A flying career requires sensible planning and responsible actions as well as a very conservative attitude to risk. If the same attitude is applied to fiscal borrowing, then for most people the same opportunities exist today as did a few months ago.

Wee Weasley Welshman 30th Sep 2007 15:15

Given that me old Mum sells loans for Barclays I can say with a high degree of confidence that a teenager this week wanting £50k for flying training and not coming through something like CTC wouldn't stand a chance.

Banks really have tightened up their lending. They really really have and its going to get tighter yet.

I note the the good people at LloydsTSB who gaurd the Weasley gold have just sent a letter explaining how overdrafts are to be tightened. And I have an epic credit rating..

I did say a few weeks ago that I think the credit crunch will see fewer dreamers walking through the doors of the flying schools next year.

WWW

Caudillo 30th Sep 2007 15:51

Perhaps then an unexpected bonus - both for those out there looking for their first flying job, and for those of us already in one. A pinch in pilot supply can only drive up terms and conditions.. well, on second thoughts, it would in any other job!

Wee Weasley Welshman 1st Oct 2007 15:04

Really? This intrigues me greatly.

Go back a year and most wannabes would struggle to get a Career Development Loan plus £10k for an Any Purpose loan on top. £65k secured against nothing would have been remarkable even before the current turmoil where banks don't want to lend to risky clients.

I am pretty sure that on my six figures I couldn't get Natwest to just lend me £65k...

Enlighten us.

WWW

bri1980 1st Oct 2007 18:26

Far from another lamb to the slaughter-an interesting financial coup de gras!

I will need 10-15k for my IR/FI, and Nat West didn't say yes or no, but they did say that with the right plans and realsitic objectives this was not an impossible ask. I have been with them for most of a decade.

Wee Weasley Welshman 2nd Oct 2007 14:07

Right. So you ACTUALLY borrowed the money off your Dad who borrowed it off the bank.

Which is ever so slightly different. Ever so slightly.

I hope your Dad understands the risk on return he has made.

Cheers

WWW

Wee Weasley Welshman 2nd Oct 2007 15:51

Northern Rock are on the brink of break up at 130p a share yesterday. All hope of a takeover have disappeared and the spectre of a vulture fund break up and asset strip looms. Shareholders will be lucky to get 30p a share. They traded at over £12 earlier in the year..
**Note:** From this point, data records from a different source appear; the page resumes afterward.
use super::errors::PoolError;

pub type PoolResult<T> = Result<T, PoolError>;
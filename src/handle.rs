use super::{
    errors::PoolError,
    result::PoolResult,
};
use crossbeam::channel::{Receiver, RecvTimeoutError, TryRecvError};
use std::time::Duration;

/// Стёртая задача, которую хранит очередь пула: все аргументы уже захвачены
/// замыканием, результат уходит через канал внутри самого замыкания.
pub type Task = Box<dyn FnOnce() + Send + 'static>;

/// Handle на задачу с блокирующим ожиданием результата и timeout.
///
/// ВАЖНО: задача, оставшаяся в очереди после `stop()`, никогда не выполнится.
/// `join()` на таком handle блокируется, пока пул жив, и возвращает
/// `ChannelClosed` только после дропа пула. После `stop()` опрашивайте
/// `pending_count()`/`active_workers()` вместо блокирующего `join()`.
pub struct JoinHandle<T> {
    receiver: Receiver<PoolResult<T>>,
}

impl<T> JoinHandle<T> {
    pub fn new(receiver: Receiver<PoolResult<T>>) -> Self {
        Self { receiver }
    }

    /// Блокирует вызывающий поток до завершения задачи.
    #[inline]
    pub fn join(self) -> PoolResult<T> {
        self.receiver.recv().unwrap_or(Err(PoolError::ChannelClosed))
    }

    /// Неблокирующая проверка: `None`, если задача ещё не завершилась.
    ///
    /// Забирает результат из канала, повторный вызов после успешного
    /// получения вернет `ChannelClosed`.
    #[inline]
    pub fn try_join(&self) -> Option<PoolResult<T>> {
        match self.receiver.try_recv() {
            Ok(result) => Some(result),
            Err(TryRecvError::Empty) => None,
            Err(TryRecvError::Disconnected) => Some(Err(PoolError::ChannelClosed)),
        }
    }

    /// Ожидание результата не дольше `timeout`.
    ///
    /// Timeout ограничивает ожидание вызывающего, а не выполнение задачи:
    /// воркер доведет уже взятую задачу до конца в любом случае.
    pub fn join_timeout(self, timeout: Duration) -> PoolResult<T> {
        match self.receiver.recv_timeout(timeout) {
            Ok(result) => result,
            Err(RecvTimeoutError::Timeout) => Err(PoolError::Timeout),
            Err(RecvTimeoutError::Disconnected) => Err(PoolError::ChannelClosed),
        }
    }
}

/// Последовательно дожидается все handles, результаты в порядке подачи.
pub fn join_handles<T>(handles: Vec<JoinHandle<T>>) -> Vec<PoolResult<T>> {
    handles.into_iter().map(JoinHandle::join).collect()
}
Their product was a highly dangerous one. Their 'Together' mortgage was offering 100% mortgages with a 25% non-secured loan on top. So Gary and Tracy Chav were able to buy their nasty terrace for £100k with nothing down and then go and splurge £25k on a new kitchen, sofa, Sky TV and Plasma + luxury holiday. Funny enough now their house isn't worth £125k so they are in negative equity. Plus their lifestyle is grinding to a halt as they cannot refinance their credit cards by remortgaging.

WWW

RS999 2nd Oct 2007 16:01

How does that work for current personal unsecured loan borrowers then? Sorry, but I'm not too hot on financial stuff although have been keeping an eye on Northern Rock as I have an unsecured personal loan with them just now.
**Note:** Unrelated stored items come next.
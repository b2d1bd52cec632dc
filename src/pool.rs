use super::{
    errors::PoolError,
    result::PoolResult,
    handle::{
        join_handles,
        JoinHandle,
        Task,
    },
    model::PoolMetrics,
};
use std::{
    any::Any,
    collections::VecDeque,
    panic::{self, AssertUnwindSafe},
    sync::{
        atomic::{AtomicUsize, Ordering},
        Arc,
    },
    thread,
};
use crossbeam::channel::bounded;
use parking_lot::{Condvar, Mutex};


/// Конфигурация пула потоков
#[derive(Debug, Clone)]
pub struct Config {
    pub num_threads: usize,
    pub thread_name_prefix: String,
}

impl Default for Config {
    fn default() -> Self {
        Self {
            num_threads: num_cpus::get(),
            thread_name_prefix: "intrapool-worker".to_string(),
        }
    }
}

impl Config {
    pub fn cpu_bound() -> Self {
        Self {
            num_threads: num_cpus::get(),
            ..Default::default()
        }
    }

    pub fn io_bound() -> Self {
        Self {
            num_threads: num_cpus::get() * 2, // Для I/O-bound задач
            ..Default::default()
        }
    }
}


/// Общее состояние под единственным мьютексом пула.
///
/// Инвариант: `accepting_work` и `force_stop` меняются ровно один раз,
/// монотонно, и никогда не сбрасываются обратно.
struct PoolState {
    queue: VecDeque<Task>,
    accepting_work: bool,
    force_stop: bool,
    active_workers: usize,
}

struct PoolShared {
    state: Mutex<PoolState>,
    /// Будит воркера при новой задаче и всех воркеров при shutdown/stop.
    work_available: Condvar,
    /// Сигналит изменение active_workers (вход/выход воркера).
    lifecycle: Condvar,
    busy_workers: AtomicUsize,
    total_spawned: AtomicUsize,
    completed_tasks: Arc<AtomicUsize>,
    failed_tasks: Arc<AtomicUsize>,
}

impl PoolShared {
    /// Цикл воркера: WAITING -> DISPATCHING/DRAINING -> EXITING.
    fn worker_loop(&self) {
        {
            let mut state = self.state.lock();
            state.active_workers += 1;
            self.lifecycle.notify_all();
        }

        while let Some(task) = self.next_task() {
            // Задача выполняется без какого-либо lock пула; обертка из
            // submit() перехватывает панику, поэтому task() не анвиндит.
            self.busy_workers.fetch_add(1, Ordering::Relaxed);
            task();
            self.busy_workers.fetch_sub(1, Ordering::Relaxed);
        }

        let mut state = self.state.lock();
        state.active_workers -= 1;
        self.lifecycle.notify_all();
    }

    /// Берет ровно одну задачу из очереди или `None`, когда воркеру пора
    /// выйти: немедленно при `force_stop`, либо после выработки очереди
    /// при опущенном `accepting_work`.
    fn next_task(&self) -> Option<Task> {
        let mut state = self.state.lock();
        loop {
            if state.force_stop {
                return None;
            }
            if let Some(task) = state.queue.pop_front() {
                return Some(task);
            }
            if !state.accepting_work {
                return None;
            }
            // Предикат перепроверяется после каждого пробуждения,
            // spurious wakeup здесь безопасен.
            self.work_available.wait(&mut state);
        }
    }
}


/// Пул персистентных OS-потоков с общей FIFO-очередью задач.
///
/// Конструктор возвращается только когда все воркеры зарегистрировались и
/// готовы принимать работу, поэтому submit сразу после создания не может
/// "промахнуться" мимо спящих воркеров.
pub struct ThreadPool {
    shared: Arc<PoolShared>,
    workers: Mutex<Vec<thread::JoinHandle<()>>>,
    num_threads: usize,
}

impl ThreadPool {
    pub fn new(num_threads: usize) -> PoolResult<ThreadPool> {
        Self::with_config(Config {
            num_threads,
            ..Config::default()
        })
    }

    pub fn with_config(config: Config) -> PoolResult<ThreadPool> {
        if config.num_threads == 0 {
            return Err(PoolError::InvalidConfiguration);
        }

        let shared = Arc::new(PoolShared {
            state: Mutex::new(PoolState {
                queue: VecDeque::new(),
                accepting_work: true,
                force_stop: false,
                active_workers: 0,
            }),
            work_available: Condvar::new(),
            lifecycle: Condvar::new(),
            busy_workers: AtomicUsize::new(0),
            total_spawned: AtomicUsize::new(0),
            completed_tasks: Arc::new(AtomicUsize::new(0)),
            failed_tasks: Arc::new(AtomicUsize::new(0)),
        });

        let mut workers = Vec::with_capacity(config.num_threads);
        for i in 0..config.num_threads {
            let worker_shared = shared.clone();
            let spawned = thread::Builder::new()
                .name(format!("{}-{}", config.thread_name_prefix, i))
                .spawn(move || worker_shared.worker_loop());

            match spawned {
                Ok(handle) => workers.push(handle),
                Err(e) => {
                    // Частично построенный пул не отдаем наружу: гасим уже
                    // запущенные воркеры и возвращаем ошибку.
                    {
                        let mut state = shared.state.lock();
                        state.accepting_work = false;
                        state.force_stop = true;
                    }
                    shared.work_available.notify_all();
                    for handle in workers.drain(..) {
                        let _ = handle.join();
                    }
                    return Err(PoolError::ThreadSpawnFailed(e.to_string()));
                }
            }
        }

        // Блокируемся, пока каждый воркер не отметился живым. Условная
        // переменная вместо busy-wait, наблюдаемый контракт тот же:
        // после возврата active_workers() == num_threads.
        {
            let mut state = shared.state.lock();
            while state.active_workers < config.num_threads {
                shared.lifecycle.wait(&mut state);
            }
        }

        Ok(ThreadPool {
            shared,
            workers: Mutex::new(workers),
            num_threads: config.num_threads,
        })
    }

    /// Ставит задачу в хвост очереди и будит ровно одного воркера.
    ///
    /// Не блокирует вызывающего дольше захвата lock. После shutdown()/stop()
    /// возвращает `PoolClosed`, и задача не попадает в очередь.
    pub fn submit<F, T>(&self, f: F) -> PoolResult<JoinHandle<T>>
    where
        F: FnOnce() -> T + Send + 'static,
        T: Send + 'static,
    {
        let (tx, rx) = bounded(1);
        let completed = self.shared.completed_tasks.clone();
        let failed = self.shared.failed_tasks.clone();

        let task: Task = Box::new(move || {
            // Паника задачи уходит в handle отправителя, воркер не падает.
            let result = panic::catch_unwind(AssertUnwindSafe(f))
                .map_err(|payload| PoolError::Panic(panic_message(payload)));
            if result.is_ok() {
                completed.fetch_add(1, Ordering::Relaxed);
            } else {
                failed.fetch_add(1, Ordering::Relaxed);
            }
            let _ = tx.send(result);
        });

        {
            let mut state = self.shared.state.lock();
            if !state.accepting_work || state.force_stop {
                return Err(PoolError::PoolClosed);
            }
            state.queue.push_back(task);
            self.shared.total_spawned.fetch_add(1, Ordering::Relaxed);
        }
        self.shared.work_available.notify_one();

        Ok(JoinHandle::new(rx))
    }

    /// Submit + join по коллекции, результаты в порядке входных элементов.
    pub fn par_map<I, T, R, F>(&self, items: I, f: F) -> PoolResult<Vec<PoolResult<R>>>
    where
        I: IntoIterator<Item = T>,
        T: Send + 'static,
        R: Send + 'static,
        F: Fn(T) -> R + Send + Sync + 'static,
    {
        let f = Arc::new(f);
        let handles = items
            .into_iter()
            .map(|item| {
                let f = Arc::clone(&f);
                self.submit(move || f(item))
            })
            .collect::<PoolResult<Vec<_>>>()?;
        Ok(join_handles(handles))
    }

    /// Длина очереди на момент вызова. Только для наблюдения: значение
    /// может устареть сразу после возврата.
    #[inline]
    pub fn pending_count(&self) -> usize {
        self.shared.state.lock().queue.len()
    }

    /// Число живых воркеров. Только для наблюдения и тестов, не примитив
    /// синхронизации.
    #[inline]
    pub fn active_workers(&self) -> usize {
        self.shared.state.lock().active_workers
    }

    /// Сконфигурированный размер пула.
    #[inline]
    pub fn thread_count(&self) -> usize {
        self.num_threads
    }

    #[inline]
    pub fn metrics(&self) -> PoolMetrics {
        let (active_workers, queued_tasks) = {
            let state = self.shared.state.lock();
            (state.active_workers, state.queue.len())
        };
        PoolMetrics {
            active_workers,
            busy_workers: self.shared.busy_workers.load(Ordering::Relaxed),
            queued_tasks,
            total_spawned: self.shared.total_spawned.load(Ordering::Relaxed),
            completed_tasks: self.shared.completed_tasks.load(Ordering::Relaxed),
            failed_tasks: self.shared.failed_tasks.load(Ordering::Relaxed),
        }
    }

    /// Graceful shutdown: перестает принимать задачи, дожидается выработки
    /// очереди и выхода всех воркеров. Идемпотентен; после возврата
    /// `active_workers() == 0` и `pending_count() == 0`. Пул повторно не
    /// используется — для новой работы создается новый пул.
    ///
    /// НЕЛЬЗЯ вызывать из тела задачи этого же пула — deadlock.
    pub fn shutdown(&self) {
        {
            let mut state = self.shared.state.lock();
            state.accepting_work = false;
        }
        self.shared.work_available.notify_all();
        self.join_workers();
    }

    /// Немедленная остановка: воркеры выходят, как только заметят флаг,
    /// не трогая оставшиеся в очереди задачи. Уже взятая воркером задача
    /// доводится до конца. После возврата `active_workers() == 0`, а
    /// `pending_count()` может быть ненулевым — брошенные задачи остаются
    /// в очереди как наблюдаемый признак нечистой остановки. Идемпотентна.
    ///
    /// НЕЛЬЗЯ вызывать из тела задачи этого же пула — deadlock.
    pub fn stop(&self) {
        {
            let mut state = self.shared.state.lock();
            state.accepting_work = false;
            state.force_stop = true;
        }
        self.shared.work_available.notify_all();
        self.join_workers();
    }

    fn join_workers(&self) {
        let handles: Vec<_> = self.workers.lock().drain(..).collect();
        for handle in handles {
            let _ = handle.join();
        }
        // Конкурентный shutdown мог забрать handles первым: блокируемся,
        // пока последний воркер не отметит выход.
        let mut state = self.shared.state.lock();
        while state.active_workers > 0 {
            self.shared.lifecycle.wait(&mut state);
        }
    }
}

impl Drop for ThreadPool {
    /// Дроп без явного shutdown()/stop() выполняет graceful shutdown:
    /// ни один воркер не переживает значение пула.
    fn drop(&mut self) {
        self.shutdown();
    }
}

fn panic_message(payload: Box<dyn Any + Send>) -> String {
    if let Some(s) = payload.downcast_ref::<&str>() {
        (*s).to_string()
    } else if let Some(s) = payload.downcast_ref::<String>() {
        s.clone()
    } else {
        "panic in submitted task".to_string()
    }
}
hollingworthp 2nd Oct 2007 16:10

RS999 - it won't impact on you in any way. If NR do fold then your loan will be sold on to another company who will retain your terms & conditions / rate etc.

Wee Weasley Welshman 2nd Oct 2007 16:16

Their loan book will be sold on at a significant discount. Everyone knows that they will have a high default rate on their 5 times income lie-to-buy 125% LTV "products".

The sad thing is that people like myself could see this unfolding at NR over a year ago.